**** Records shown ****

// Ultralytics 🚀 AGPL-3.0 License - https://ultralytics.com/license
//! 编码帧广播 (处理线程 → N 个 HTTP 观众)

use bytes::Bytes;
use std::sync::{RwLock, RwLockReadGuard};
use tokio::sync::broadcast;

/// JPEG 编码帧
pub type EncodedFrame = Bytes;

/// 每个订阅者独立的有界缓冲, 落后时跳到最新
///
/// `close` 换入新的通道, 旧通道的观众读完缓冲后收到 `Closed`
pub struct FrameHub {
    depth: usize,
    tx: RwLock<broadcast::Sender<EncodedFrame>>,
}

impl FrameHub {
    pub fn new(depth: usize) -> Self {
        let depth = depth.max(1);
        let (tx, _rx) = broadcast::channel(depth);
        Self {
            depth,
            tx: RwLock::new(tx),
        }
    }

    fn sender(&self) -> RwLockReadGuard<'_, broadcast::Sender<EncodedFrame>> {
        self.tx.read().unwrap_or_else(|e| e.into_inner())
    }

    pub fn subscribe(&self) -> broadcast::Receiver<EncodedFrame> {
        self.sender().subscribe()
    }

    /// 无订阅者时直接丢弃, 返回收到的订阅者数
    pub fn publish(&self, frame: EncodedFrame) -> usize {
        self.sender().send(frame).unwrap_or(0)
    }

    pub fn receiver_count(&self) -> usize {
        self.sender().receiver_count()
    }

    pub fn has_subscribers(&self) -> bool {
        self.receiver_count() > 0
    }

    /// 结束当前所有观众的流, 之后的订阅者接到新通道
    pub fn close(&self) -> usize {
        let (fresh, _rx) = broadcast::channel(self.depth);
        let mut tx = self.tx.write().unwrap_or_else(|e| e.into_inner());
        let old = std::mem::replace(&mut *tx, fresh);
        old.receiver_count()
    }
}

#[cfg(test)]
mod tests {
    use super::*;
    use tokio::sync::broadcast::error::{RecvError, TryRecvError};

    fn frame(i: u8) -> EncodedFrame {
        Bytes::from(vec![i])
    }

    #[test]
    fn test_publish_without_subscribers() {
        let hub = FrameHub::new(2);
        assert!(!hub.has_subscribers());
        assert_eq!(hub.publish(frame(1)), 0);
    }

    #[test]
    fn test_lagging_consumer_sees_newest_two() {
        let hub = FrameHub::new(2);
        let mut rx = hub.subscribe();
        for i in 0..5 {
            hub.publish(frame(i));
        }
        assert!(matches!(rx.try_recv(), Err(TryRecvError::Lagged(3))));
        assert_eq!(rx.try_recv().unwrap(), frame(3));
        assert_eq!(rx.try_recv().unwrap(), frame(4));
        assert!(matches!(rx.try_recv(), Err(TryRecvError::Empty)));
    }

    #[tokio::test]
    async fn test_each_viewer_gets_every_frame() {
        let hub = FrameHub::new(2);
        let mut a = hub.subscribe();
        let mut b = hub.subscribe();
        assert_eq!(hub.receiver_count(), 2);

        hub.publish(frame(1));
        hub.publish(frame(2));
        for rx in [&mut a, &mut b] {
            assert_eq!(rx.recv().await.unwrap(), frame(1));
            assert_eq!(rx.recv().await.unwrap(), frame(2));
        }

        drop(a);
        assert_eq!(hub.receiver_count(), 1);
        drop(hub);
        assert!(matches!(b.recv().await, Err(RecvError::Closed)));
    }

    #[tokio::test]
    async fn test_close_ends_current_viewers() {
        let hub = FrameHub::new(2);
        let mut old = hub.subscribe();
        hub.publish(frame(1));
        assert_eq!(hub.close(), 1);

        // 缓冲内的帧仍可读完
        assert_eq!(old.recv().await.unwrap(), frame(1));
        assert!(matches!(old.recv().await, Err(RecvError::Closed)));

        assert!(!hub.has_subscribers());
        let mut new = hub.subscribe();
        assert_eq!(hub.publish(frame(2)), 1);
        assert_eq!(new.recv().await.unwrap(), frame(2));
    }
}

****
**** Records shown ****

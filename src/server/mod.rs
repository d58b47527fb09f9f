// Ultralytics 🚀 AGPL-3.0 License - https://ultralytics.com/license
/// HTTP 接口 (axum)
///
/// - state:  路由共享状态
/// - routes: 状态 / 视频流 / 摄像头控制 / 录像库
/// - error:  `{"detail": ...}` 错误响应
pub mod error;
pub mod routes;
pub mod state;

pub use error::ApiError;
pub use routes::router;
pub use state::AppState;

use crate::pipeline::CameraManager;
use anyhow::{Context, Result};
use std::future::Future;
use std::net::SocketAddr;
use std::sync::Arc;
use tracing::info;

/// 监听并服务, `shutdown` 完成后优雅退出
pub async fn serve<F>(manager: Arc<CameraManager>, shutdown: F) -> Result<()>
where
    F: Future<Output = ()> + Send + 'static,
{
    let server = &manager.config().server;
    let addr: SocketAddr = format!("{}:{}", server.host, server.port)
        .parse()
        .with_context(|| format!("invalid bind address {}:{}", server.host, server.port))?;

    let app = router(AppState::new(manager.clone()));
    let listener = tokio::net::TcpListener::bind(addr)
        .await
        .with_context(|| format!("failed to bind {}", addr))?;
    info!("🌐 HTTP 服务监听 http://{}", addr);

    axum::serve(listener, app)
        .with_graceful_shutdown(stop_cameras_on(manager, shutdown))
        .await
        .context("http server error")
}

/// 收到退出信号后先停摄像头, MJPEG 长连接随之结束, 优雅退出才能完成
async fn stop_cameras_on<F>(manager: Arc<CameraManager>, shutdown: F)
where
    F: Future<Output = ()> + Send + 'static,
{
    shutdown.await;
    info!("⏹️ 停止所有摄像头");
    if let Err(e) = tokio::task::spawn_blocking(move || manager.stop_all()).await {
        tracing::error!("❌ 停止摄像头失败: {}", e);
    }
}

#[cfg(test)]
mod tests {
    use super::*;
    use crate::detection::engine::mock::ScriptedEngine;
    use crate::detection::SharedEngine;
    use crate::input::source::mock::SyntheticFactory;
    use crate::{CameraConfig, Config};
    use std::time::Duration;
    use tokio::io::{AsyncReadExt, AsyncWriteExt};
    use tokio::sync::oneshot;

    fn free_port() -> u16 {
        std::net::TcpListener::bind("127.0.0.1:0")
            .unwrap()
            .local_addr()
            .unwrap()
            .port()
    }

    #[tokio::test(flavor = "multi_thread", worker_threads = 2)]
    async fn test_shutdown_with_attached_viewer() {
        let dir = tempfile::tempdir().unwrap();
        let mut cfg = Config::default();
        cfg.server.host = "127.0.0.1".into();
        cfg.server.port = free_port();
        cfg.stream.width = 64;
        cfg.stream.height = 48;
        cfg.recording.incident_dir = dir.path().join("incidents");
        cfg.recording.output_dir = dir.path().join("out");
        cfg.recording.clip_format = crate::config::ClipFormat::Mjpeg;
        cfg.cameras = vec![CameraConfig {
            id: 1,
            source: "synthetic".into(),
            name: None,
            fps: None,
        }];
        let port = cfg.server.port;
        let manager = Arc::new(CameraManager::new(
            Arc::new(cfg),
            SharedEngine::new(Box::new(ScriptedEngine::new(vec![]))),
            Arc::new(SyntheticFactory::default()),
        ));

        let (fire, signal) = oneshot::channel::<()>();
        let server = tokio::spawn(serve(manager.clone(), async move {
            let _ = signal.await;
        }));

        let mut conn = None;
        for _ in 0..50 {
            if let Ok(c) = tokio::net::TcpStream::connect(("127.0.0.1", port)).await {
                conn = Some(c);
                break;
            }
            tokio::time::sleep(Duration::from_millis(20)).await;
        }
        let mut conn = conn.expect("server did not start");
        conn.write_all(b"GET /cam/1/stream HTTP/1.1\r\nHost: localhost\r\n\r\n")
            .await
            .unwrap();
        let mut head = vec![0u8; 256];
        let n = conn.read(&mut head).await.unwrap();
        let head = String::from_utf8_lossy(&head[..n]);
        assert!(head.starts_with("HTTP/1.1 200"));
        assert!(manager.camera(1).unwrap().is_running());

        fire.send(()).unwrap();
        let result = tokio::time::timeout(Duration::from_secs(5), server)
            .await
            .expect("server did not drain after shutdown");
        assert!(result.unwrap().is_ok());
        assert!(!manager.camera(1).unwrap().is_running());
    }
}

****
**** Records shown ****

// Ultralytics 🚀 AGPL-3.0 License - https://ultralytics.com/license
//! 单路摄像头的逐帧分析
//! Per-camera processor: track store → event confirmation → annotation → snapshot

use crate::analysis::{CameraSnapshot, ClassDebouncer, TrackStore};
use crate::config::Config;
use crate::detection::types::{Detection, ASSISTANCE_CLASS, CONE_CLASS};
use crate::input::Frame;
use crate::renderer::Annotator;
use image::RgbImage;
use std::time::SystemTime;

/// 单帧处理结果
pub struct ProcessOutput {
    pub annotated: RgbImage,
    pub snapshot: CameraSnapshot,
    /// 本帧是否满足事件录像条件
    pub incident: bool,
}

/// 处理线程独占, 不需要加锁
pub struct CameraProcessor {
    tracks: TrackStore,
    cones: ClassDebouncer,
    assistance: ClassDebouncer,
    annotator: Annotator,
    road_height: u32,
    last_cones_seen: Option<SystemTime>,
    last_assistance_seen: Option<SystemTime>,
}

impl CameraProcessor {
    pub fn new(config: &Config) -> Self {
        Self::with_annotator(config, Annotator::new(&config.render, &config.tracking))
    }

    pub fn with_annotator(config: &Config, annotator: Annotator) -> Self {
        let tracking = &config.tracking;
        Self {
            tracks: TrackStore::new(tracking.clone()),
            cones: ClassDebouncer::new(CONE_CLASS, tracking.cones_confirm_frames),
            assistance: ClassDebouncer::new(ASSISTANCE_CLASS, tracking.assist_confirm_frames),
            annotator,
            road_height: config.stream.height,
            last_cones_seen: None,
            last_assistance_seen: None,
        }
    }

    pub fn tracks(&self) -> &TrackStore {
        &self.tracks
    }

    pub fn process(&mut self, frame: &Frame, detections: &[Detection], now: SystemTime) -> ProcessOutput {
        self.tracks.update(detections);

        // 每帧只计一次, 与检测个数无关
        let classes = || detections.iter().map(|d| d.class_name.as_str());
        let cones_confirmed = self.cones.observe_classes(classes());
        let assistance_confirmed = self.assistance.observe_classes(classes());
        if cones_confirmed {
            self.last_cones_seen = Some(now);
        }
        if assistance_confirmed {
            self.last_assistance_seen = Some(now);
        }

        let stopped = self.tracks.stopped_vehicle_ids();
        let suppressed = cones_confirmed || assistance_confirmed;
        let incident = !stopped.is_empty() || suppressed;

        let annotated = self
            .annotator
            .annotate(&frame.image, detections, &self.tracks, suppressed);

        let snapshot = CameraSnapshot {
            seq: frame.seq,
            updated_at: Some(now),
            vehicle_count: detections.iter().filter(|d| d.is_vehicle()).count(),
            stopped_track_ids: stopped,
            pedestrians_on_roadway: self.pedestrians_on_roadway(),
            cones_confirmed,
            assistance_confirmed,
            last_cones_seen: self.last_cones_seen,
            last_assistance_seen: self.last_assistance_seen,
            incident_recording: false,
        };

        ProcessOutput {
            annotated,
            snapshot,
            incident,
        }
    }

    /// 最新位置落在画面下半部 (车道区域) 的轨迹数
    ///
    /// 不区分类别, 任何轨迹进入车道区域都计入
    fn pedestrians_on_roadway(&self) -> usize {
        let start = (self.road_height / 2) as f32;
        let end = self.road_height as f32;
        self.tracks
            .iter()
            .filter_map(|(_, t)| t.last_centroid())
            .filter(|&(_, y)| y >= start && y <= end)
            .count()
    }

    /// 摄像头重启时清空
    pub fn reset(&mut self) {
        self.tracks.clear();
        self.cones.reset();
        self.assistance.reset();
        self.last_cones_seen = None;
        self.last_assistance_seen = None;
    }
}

****

• Try it: Gather from the records above every line containing the string "mock".

• The answer:
    use crate::detection::engine::mock::ScriptedEngine;
    use crate::input::source::mock::SyntheticFactory;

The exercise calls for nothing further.